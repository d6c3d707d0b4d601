use std::sync::atomic::{AtomicUsize, Ordering};
use std::sync::Arc;

use tokio::sync::watch;

/// Coordinates graceful shutdown of long-lived connection handlers.
///
/// Handlers call [`ShutdownCoordinator::register`] when they start and keep
/// the returned guard alive for as long as they run. When
/// [`ShutdownCoordinator::shutdown`] is called every registered handler
/// observes `true` on its watch receiver and is expected to send a close
/// frame and exit.
#[derive(Clone)]
pub struct ShutdownCoordinator {
    tx: Arc<watch::Sender<bool>>,
    active: Arc<AtomicUsize>,
}

/// RAII guard that decrements the active connection count on drop.
pub struct ConnectionGuard {
    active: Arc<AtomicUsize>,
}

impl Drop for ConnectionGuard {
    fn drop(&mut self) {
        self.active.fetch_sub(1, Ordering::Release);
    }
}

impl ShutdownCoordinator {
    pub fn new() -> Self {
        let (tx, _) = watch::channel(false);
        Self {
            tx: Arc::new(tx),
            active: Arc::new(AtomicUsize::new(0)),
        }
    }

    /// Register a connection handler.
    pub fn register(&self) -> (ConnectionGuard, watch::Receiver<bool>) {
        self.active.fetch_add(1, Ordering::AcqRel);
        (
            ConnectionGuard {
                active: self.active.clone(),
            },
            self.tx.subscribe(),
        )
    }

    /// Signal every registered handler to shut down.
    pub fn shutdown(&self) {
        self.tx.send_replace(true);
    }

    pub fn is_shutting_down(&self) -> bool {
        *self.tx.borrow()
    }

    /// Number of handlers currently holding a guard.
    pub fn active_connections(&self) -> usize {
        self.active.load(Ordering::Acquire)
    }
}

impl Default for ShutdownCoordinator {
    fn default() -> Self {
        Self::new()
    }
}
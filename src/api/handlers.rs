use std::time::Duration;

use axum::{
    extract::{
        ws::{CloseFrame, Message, WebSocket, WebSocketUpgrade},
        Path, Query, State,
    },
    response::IntoResponse,
    Json,
};
use futures::{SinkExt, StreamExt};
use serde::{Deserialize, Serialize};
use serde_json::Value;
use tokio::sync::mpsc;

use crate::agent::HistoryEntry;
use crate::dispatch::PendingSummary;
use crate::protocol::{
    CorrelationId, ServerFrame, ToolAction, ToolCallResult, WsRequest, WsResponse, SEND_MESSAGE,
    TOOL_RESULT,
};
use crate::session::{validate_session_id, Connection, ConnectionId, SessionInfo};

use super::error::ApiError;
use super::ws_methods;
use super::AppState;

/// Frames queued for one canvas socket before senders start waiting.
const OUTBOUND_QUEUE: usize = 64;

#[derive(Serialize)]
pub(super) struct HealthResponse {
    status: &'static str,
}

pub(super) async fn health() -> Json<HealthResponse> {
    Json(HealthResponse { status: "ok" })
}

// ---------------------------------------------------------------------------
// Chat
// ---------------------------------------------------------------------------

#[derive(Debug, Deserialize)]
#[serde(rename_all = "camelCase")]
pub(super) struct ChatRequest {
    session_id: String,
    message: String,
    #[serde(default)]
    history: Vec<HistoryEntry>,
}

#[derive(Debug, Serialize)]
pub(super) struct ChatResponse {
    response: String,
}

pub(super) async fn chat(
    State(state): State<AppState>,
    Json(req): Json<ChatRequest>,
) -> Result<Json<ChatResponse>, ApiError> {
    if req.message.trim().is_empty() {
        return Err(ApiError::InvalidRequest("message must not be empty".into()));
    }
    validate_session_id(&req.session_id).map_err(ApiError::InvalidSessionId)?;

    let response = state
        .agent
        .process_message(&req.session_id, &req.message, &req.history)
        .await
        .map_err(|e| {
            tracing::warn!(session = %req.session_id, error = %e, "chat turn failed");
            ApiError::from(e)
        })?;
    Ok(Json(ChatResponse { response }))
}

// ---------------------------------------------------------------------------
// Sessions
// ---------------------------------------------------------------------------

pub(super) async fn session_list(State(state): State<AppState>) -> Json<Vec<SessionInfo>> {
    Json(state.sessions.list())
}

pub(super) async fn pending_list(State(state): State<AppState>) -> Json<Vec<PendingSummary>> {
    Json(state.dispatcher.pending_snapshot())
}

#[derive(Debug, Deserialize)]
pub(super) struct InvokeRequest {
    action: String,
    #[serde(default)]
    payload: Value,
    timeout_ms: Option<u64>,
}

pub(super) async fn session_invoke(
    State(state): State<AppState>,
    Path(session): Path<String>,
    Json(req): Json<InvokeRequest>,
) -> Result<Json<ToolCallResult>, ApiError> {
    validate_session_id(&session).map_err(ApiError::InvalidSessionId)?;
    let action: ToolAction = req
        .action
        .parse()
        .map_err(|_| ApiError::UnknownAction(req.action.clone()))?;
    let timeout = match req.timeout_ms {
        Some(0) => {
            return Err(ApiError::InvalidRequest(
                "timeout_ms must be greater than zero".into(),
            ))
        }
        Some(ms) => Some(Duration::from_millis(ms)),
        None => None,
    };

    let result = state
        .dispatcher
        .invoke(&session, action, req.payload, timeout)
        .await;
    Ok(Json(result))
}

// ---------------------------------------------------------------------------
// Canvas WebSocket hub
// ---------------------------------------------------------------------------

#[derive(Debug, Default, Deserialize)]
pub(super) struct HubQuery {
    #[serde(rename = "sessionId", alias = "session_id")]
    session_id: Option<String>,
}

pub(super) async fn ws_hub(
    ws: WebSocketUpgrade,
    Query(query): Query<HubQuery>,
    State(state): State<AppState>,
) -> Result<impl IntoResponse, ApiError> {
    let session = match query.session_id.map(|s| s.trim().to_string()) {
        Some(id) if !id.is_empty() => {
            validate_session_id(&id).map_err(ApiError::InvalidSessionId)?;
            Some(id)
        }
        _ => None,
    };
    Ok(ws.on_upgrade(move |socket| handle_ws_hub(socket, state, session)))
}

async fn handle_ws_hub(socket: WebSocket, state: AppState, session: Option<String>) {
    let (_guard, mut shutdown_rx) = state.shutdown.register();
    let (mut ws_tx, mut ws_rx) = socket.split();

    let (out_tx, mut out_rx) = mpsc::channel::<ServerFrame>(OUTBOUND_QUEUE);
    let connection = Connection::new(out_tx);
    let connection_id = connection.id();

    let hello = ServerFrame::Hello {
        session: session.clone(),
        connection: connection_id.to_string(),
    };
    if ws_tx.send(Message::Text(hello.to_text().into())).await.is_err() {
        return;
    }

    // Register only after the hello frame so it is always the first frame
    // the canvas sees.
    if let Some(ref id) = session {
        state.sessions.register(id, connection.clone());
    }
    tracing::info!(session = ?session, connection = %connection_id, "canvas connected");

    loop {
        tokio::select! {
            frame = out_rx.recv() => {
                let Some(frame) = frame else { break };
                if ws_tx.send(Message::Text(frame.to_text().into())).await.is_err() {
                    break;
                }
            }

            msg = ws_rx.next() => {
                match msg {
                    Some(Ok(Message::Text(text))) => {
                        let reply = route_frame(text.as_str(), session.as_deref(), &connection, &state).await;
                        if let Some(reply) = reply {
                            let frame = ServerFrame::Response(reply);
                            if ws_tx.send(Message::Text(frame.to_text().into())).await.is_err() {
                                break;
                            }
                        }
                    }
                    Some(Ok(Message::Close(_))) | None => break,
                    Some(Err(e)) => {
                        tracing::debug!(connection = %connection_id, error = %e, "canvas socket error");
                        break;
                    }
                    _ => continue,
                }
            }

            _ = shutdown_rx.changed() => {
                if *shutdown_rx.borrow() {
                    tracing::debug!(connection = %connection_id, "canvas hub received shutdown signal");
                    let close_frame = CloseFrame {
                        code: axum::extract::ws::close_code::NORMAL,
                        reason: "server shutting down".into(),
                    };
                    let _ = ws_tx.send(Message::Close(Some(close_frame))).await;
                    let _ = ws_tx.flush().await;
                    break;
                }
            }
        }
    }

    connection.close();
    if session.is_some() {
        state.sessions.unregister(connection_id);
    }
    let abandoned = state.dispatcher.abandon_connection(connection_id);
    tracing::info!(
        session = ?session,
        connection = %connection_id,
        abandoned,
        "canvas disconnected"
    );
}

/// Handle one text frame from a canvas.
///
/// Returns a reply to write straight back to the socket, if any. Chat
/// requests are answered later through the connection's outbound queue.
async fn route_frame(
    text: &str,
    session: Option<&str>,
    connection: &Connection,
    state: &AppState,
) -> Option<WsResponse> {
    let req: WsRequest = match serde_json::from_str(text) {
        Ok(req) => req,
        Err(e) => {
            tracing::debug!(connection = %connection.id(), error = %e, "malformed canvas frame");
            return Some(WsResponse::protocol_error(
                "invalid_request",
                &format!("Invalid JSON: {}.", e),
            ));
        }
    };

    match req.method.as_str() {
        TOOL_RESULT => {
            resolve_tool_result(req, connection.id(), state);
            None
        }
        SEND_MESSAGE => {
            let state = state.clone();
            let connection = connection.clone();
            let session = session.map(str::to_string);
            tokio::spawn(async move {
                let resp = ws_methods::dispatch(&req, session.as_deref(), &state).await;
                if connection.send(ServerFrame::Response(resp)).await.is_err() {
                    tracing::debug!(connection = %connection.id(), "chat reply dropped, canvas gone");
                }
            });
            None
        }
        _ => Some(ws_methods::dispatch(&req, session, state).await),
    }
}

fn resolve_tool_result(req: WsRequest, from: ConnectionId, state: &AppState) {
    let Some(correlation) = req
        .id
        .as_ref()
        .and_then(Value::as_str)
        .map(CorrelationId::from)
    else {
        tracing::debug!(connection = %from, "tool_result without correlation id");
        return;
    };

    // A reply the canvas could not express as a result still settles the
    // call, rather than leaving the caller waiting for its deadline.
    let result = match serde_json::from_value::<ToolCallResult>(req.params.unwrap_or(Value::Null)) {
        Ok(result) => result,
        Err(e) => {
            tracing::warn!(%correlation, connection = %from, error = %e, "malformed tool_result");
            ToolCallResult::failure(format!("invalid tool result: {e}"))
        }
    };
    state.dispatcher.resolve(from, &correlation, result);
}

--*--

The required output is the set of lines from the first line of the data through the line that contains "#[derive(Clone)]", transcribed exactly.

repository d6c3d707d0b4d601
use std::sync::atomic::{AtomicUsize, Ordering};
use std::sync::Arc;

use tokio::sync::watch;

/// Coordinates graceful shutdown of long-lived connection handlers.
///
/// Handlers call [`ShutdownCoordinator::register`] when they start and keep
/// the returned guard alive for as long as they run. When
/// [`ShutdownCoordinator::shutdown`] is called every registered handler
/// observes `true` on its watch receiver and is expected to send a close
/// frame and exit.
#[derive(Clone)]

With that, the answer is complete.